§ **Description of the task**
The output should be every line below that includes the word "push".

§ **Entries supplied**
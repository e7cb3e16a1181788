//! Login, registration, logout and token refresh.
//!
//! Login and registration are anonymous calls. On success the token pair is
//! written to the session store before navigation proceeds.

use serde::Deserialize;
use serde_json::json;
use tracing::info;

use super::ports::{ApiTransport, HttpMethod, SessionStore};
use super::{
    AccessToken, ApiClient, Endpoint, Error, LoginCredentials, Page, RefreshToken, Registration,
    RegistrationForm, Session,
};

/// Which backend a login goes to.
#[derive(Debug, Clone, Copy, PartialEq, Eq)]
pub enum Backend {
    /// Expense tracker: `POST /api/token/`.
    Expenses,
    /// Blog: `POST /api/login/`.
    Blog,
}

impl Backend {
    fn login_endpoint(self) -> Endpoint {
        match self {
            Self::Expenses => Endpoint::ObtainToken,
            Self::Blog => Endpoint::Login,
        }
    }

    fn login_fallback(self) -> &'static str {
        match self {
            Self::Expenses => "Login failed.",
            Self::Blog => "Login failed",
        }
    }
}

#[derive(Debug, Deserialize)]
struct TokenPair {
    access: String,
    #[serde(default)]
    refresh: Option<String>,
}

impl TokenPair {
    fn into_tokens(self) -> Result<(AccessToken, Option<RefreshToken>), Error> {
        let access = AccessToken::new(self.access)
            .map_err(|err| Error::decode(format!("access token rejected: {err}")))?;
        let refresh = self
            .refresh
            .map(RefreshToken::new)
            .transpose()
            .map_err(|err| Error::decode(format!("refresh token rejected: {err}")))?;
        Ok((access, refresh))
    }
}

/// Authentication use cases.
pub struct AuthService<T, S> {
    client: ApiClient<T, S>,
    backend: Backend,
}

impl<T, S> AuthService<T, S> {
    /// Create the service for one backend.
    pub fn new(client: ApiClient<T, S>, backend: Backend) -> Self {
        Self { client, backend }
    }
}

impl<T, S> AuthService<T, S>
where
    T: ApiTransport,
    S: SessionStore,
{
    /// Exchange credentials for tokens and persist them.
    ///
    /// Returns [`Page::Index`] on success. A rejected login surfaces the
    /// backend's `detail`, falling back to "Login failed.".
    pub async fn login(&self, credentials: &LoginCredentials) -> Result<Page, Error> {
        let fallback = self.backend.login_fallback();
        let pair: TokenPair = self
            .client
            .send_anonymous(
                HttpMethod::Post,
                self.backend.login_endpoint(),
                Some(json!(credentials.payload())),
            )
            .await
            .map_err(|err| err.with_fallback(fallback))?;
        let (access, refresh) = pair.into_tokens().map_err(|err| err.with_fallback(fallback))?;
        self.persist(&Session::new(access, refresh))?;
        info!(username = credentials.username(), "signed in");
        Ok(Page::Index)
    }

    /// Validate and submit a registration form.
    ///
    /// Mismatched passwords are rejected without a request. Returns
    /// [`Page::Login`] on success.
    pub async fn register(&self, form: &RegistrationForm) -> Result<Page, Error> {
        let registration =
            Registration::try_from_form(form).map_err(|err| Error::validation(err.to_string()))?;
        self.client
            .send_anonymous::<serde_json::Value>(
                HttpMethod::Post,
                Endpoint::Register,
                Some(json!(registration.payload())),
            )
            .await
            .map_err(|err| err.with_fallback("Registration failed"))?;
        info!(username = registration.username(), "registered");
        Ok(Page::Login)
    }

    /// Forget both tokens. Returns [`Page::Login`].
    pub fn logout(&self) -> Result<Page, Error> {
        self.client
            .sessions()
            .clear()
            .map_err(|err| Error::storage(err.to_string()).with_fallback("Logout failed."))?;
        info!("signed out");
        Ok(Page::Login)
    }

    /// Exchange the refresh token for a new access token.
    ///
    /// A rejected refresh token clears the session and redirects to login.
    pub async fn refresh(&self) -> Result<(), Error> {
        let session = self.client.session()?;
        let Some(refresh) = session.refresh() else {
            return Err(Error::missing_session());
        };
        let result = self
            .client
            .send_anonymous::<TokenPair>(
                HttpMethod::Post,
                Endpoint::RefreshToken,
                Some(json!({ "refresh": refresh.expose() })),
            )
            .await;
        let pair = match result {
            Ok(pair) => pair,
            Err(err) if err.status() == Some(401) => {
                self.client
                    .sessions()
                    .clear()
                    .map_err(|clear| Error::storage(clear.to_string()))?;
                return Err(Error::unauthorized(
                    err.detail().unwrap_or("Refresh token rejected.").to_owned(),
                ));
            }
            Err(err) => return Err(err.with_fallback("Failed to refresh session")),
        };
        let (access, rotated) = pair.into_tokens()?;
        let next = match rotated {
            Some(rotated) => Session::new(access, Some(rotated)),
            None => session.with_access(access),
        };
        self.persist(&next)
    }

    fn persist(&self, session: &Session) -> Result<(), Error> {
        self.client
            .sessions()
            .save(session)
            .map_err(|err| Error::storage(err.to_string()).with_fallback("Could not save session."))
    }
}

#[cfg(test)]
mod tests;
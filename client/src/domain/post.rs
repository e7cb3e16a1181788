//! Blog posts and the forms that create or edit them.

use std::fmt;

use serde::{Deserialize, Serialize};

use super::PostSlug;
use super::lenient::first_non_empty;

/// Post author as serialized by the backend.
#[derive(Debug, Clone, PartialEq, Eq, Deserialize)]
#[serde(untagged)]
pub enum Author {
    /// Plain username.
    Username(String),
    /// User primary key.
    Id(i64),
    /// Nested user object.
    Profile {
        /// Username of the nested user.
        username: String,
    },
}

impl Author {
    /// Author normalized to a display string.
    pub fn display_name(&self) -> String {
        match self {
            Self::Username(username) | Self::Profile { username } => username.clone(),
            Self::Id(id) => id.to_string(),
        }
    }
}

/// Tag reference on a post.
#[derive(Debug, Clone, PartialEq, Eq, Deserialize)]
#[serde(untagged)]
pub enum TagRef {
    /// Tag name.
    Name(String),
    /// Tag primary key.
    Id(i64),
    /// Nested tag object.
    Named {
        /// Tag name.
        name: String,
    },
}

impl fmt::Display for TagRef {
    fn fmt(&self, f: &mut fmt::Formatter<'_>) -> fmt::Result {
        match self {
            Self::Name(name) | Self::Named { name } => f.write_str(name),
            Self::Id(id) => write!(f, "{id}"),
        }
    }
}

/// One blog post.
#[derive(Debug, Clone, PartialEq, Eq, Deserialize)]
pub struct Post {
    /// Server identifier.
    #[serde(default)]
    pub id: Option<i64>,
    /// URL slug used for detail, edit and delete.
    #[serde(default)]
    pub slug: Option<PostSlug>,
    /// Headline.
    #[serde(default)]
    pub title: Option<String>,
    /// Raw markdown body.
    #[serde(default)]
    pub content: Option<String>,
    /// Server-rendered HTML body.
    #[serde(default)]
    pub html_content: Option<String>,
    /// Author reference.
    #[serde(default)]
    pub author: Option<Author>,
    /// Creation timestamp (RFC 3339).
    #[serde(default)]
    pub created_at: Option<String>,
    /// Tags attached to the post.
    #[serde(default)]
    pub tags: Vec<TagRef>,
    /// Category reference, kept as sent.
    #[serde(default)]
    pub category: Option<serde_json::Value>,
}

impl Post {
    /// Title, or `Untitled`.
    pub fn display_title(&self) -> &str {
        first_non_empty(&[self.title.as_deref()]).unwrap_or("Untitled")
    }

    /// Author normalized to a string; empty when absent.
    pub fn author_name(&self) -> String {
        self.author
            .as_ref()
            .map(Author::display_name)
            .unwrap_or_default()
    }

    /// HTML body, falling back to the raw content.
    pub fn body(&self) -> &str {
        first_non_empty(&[self.html_content.as_deref(), self.content.as_deref()]).unwrap_or("")
    }

    /// Whether `username` may edit or delete this post.
    pub fn is_authored_by(&self, username: Option<&str>) -> bool {
        match (username, self.author.as_ref()) {
            (Some(user), Some(author)) => !user.is_empty() && author.display_name() == user,
            _ => false,
        }
    }
}

/// Reasons a post form is rejected before sending.
#[derive(Debug, Clone, PartialEq, Eq)]
pub enum PostFormError {
    /// Title was blank.
    MissingTitle,
    /// Content was blank.
    MissingContent,
}

impl fmt::Display for PostFormError {
    fn fmt(&self, f: &mut fmt::Formatter<'_>) -> fmt::Result {
        match self {
            Self::MissingTitle => write!(f, "Title is required."),
            Self::MissingContent => write!(f, "Content is required."),
        }
    }
}

impl std::error::Error for PostFormError {}

/// Raw post form fields.
#[derive(Debug, Clone, Default, PartialEq, Eq)]
pub struct PostForm {
    /// Headline.
    pub title: String,
    /// Markdown body.
    pub content: String,
    /// Category name, optional.
    pub category: String,
    /// Comma-separated tags.
    pub tags: String,
}

/// Split a comma-separated tag field, trimming and dropping empties.
///
/// # Examples
/// ```
/// use client::domain::split_tags;
///
/// assert_eq!(split_tags(" rust, ,web "), vec!["rust", "web"]);
/// ```
pub fn split_tags(raw: &str) -> Vec<String> {
    raw.split(',')
        .map(str::trim)
        .filter(|tag| !tag.is_empty())
        .map(str::to_owned)
        .collect()
}

/// Validated create payload.
#[derive(Debug, Clone, PartialEq, Eq, Serialize)]
pub struct PostDraft {
    title: String,
    content: String,
    #[serde(skip_serializing_if = "Option::is_none")]
    category: Option<String>,
    tags: Vec<String>,
}

impl PostDraft {
    /// Validate a create form.
    pub fn try_from_form(form: &PostForm) -> Result<Self, PostFormError> {
        let (title, content) = required_text(&form.title, &form.content)?;
        let category = Some(form.category.trim())
            .filter(|category| !category.is_empty())
            .map(str::to_owned);
        Ok(Self {
            title,
            content,
            category,
            tags: split_tags(&form.tags),
        })
    }

    /// Tags being attached.
    pub fn tags(&self) -> &[String] {
        &self.tags
    }
}

/// Validated partial update: title and content only.
#[derive(Debug, Clone, PartialEq, Eq, Serialize)]
pub struct PostPatch {
    title: String,
    content: String,
}

impl PostPatch {
    /// Validate edited title and content.
    pub fn try_new(title: &str, content: &str) -> Result<Self, PostFormError> {
        let (title, content) = required_text(title, content)?;
        Ok(Self { title, content })
    }
}

fn required_text(title: &str, content: &str) -> Result<(String, String), PostFormError> {
    let title = title.trim();
    if title.is_empty() {
        return Err(PostFormError::MissingTitle);
    }
    if content.trim().is_empty() {
        return Err(PostFormError::MissingContent);
    }
    Ok((title.to_owned(), content.to_owned()))
}

/// Filters accepted by the post list endpoint. Matching is
/// case-insensitive on the server.
#[derive(Debug, Clone, Default, PartialEq, Eq)]
pub struct PostFilter {
    /// Category name.
    pub category: Option<String>,
    /// Tag name.
    pub tag: Option<String>,
}

impl PostFilter {
    /// Query parameters in a stable order.
    pub fn query(&self) -> Vec<(String, String)> {
        let mut query = Vec::new();
        if let Some(category) = first_non_empty(&[self.category.as_deref()]) {
            query.push(("category".to_owned(), category.trim().to_owned()));
        }
        if let Some(tag) = first_non_empty(&[self.tag.as_deref()]) {
            query.push(("tags".to_owned(), tag.trim().to_owned()));
        }
        query
    }
}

§ **Expected answer**
            query.push(("category".to_owned(), category.trim().to_owned()));
            query.push(("tags".to_owned(), tag.trim().to_owned()));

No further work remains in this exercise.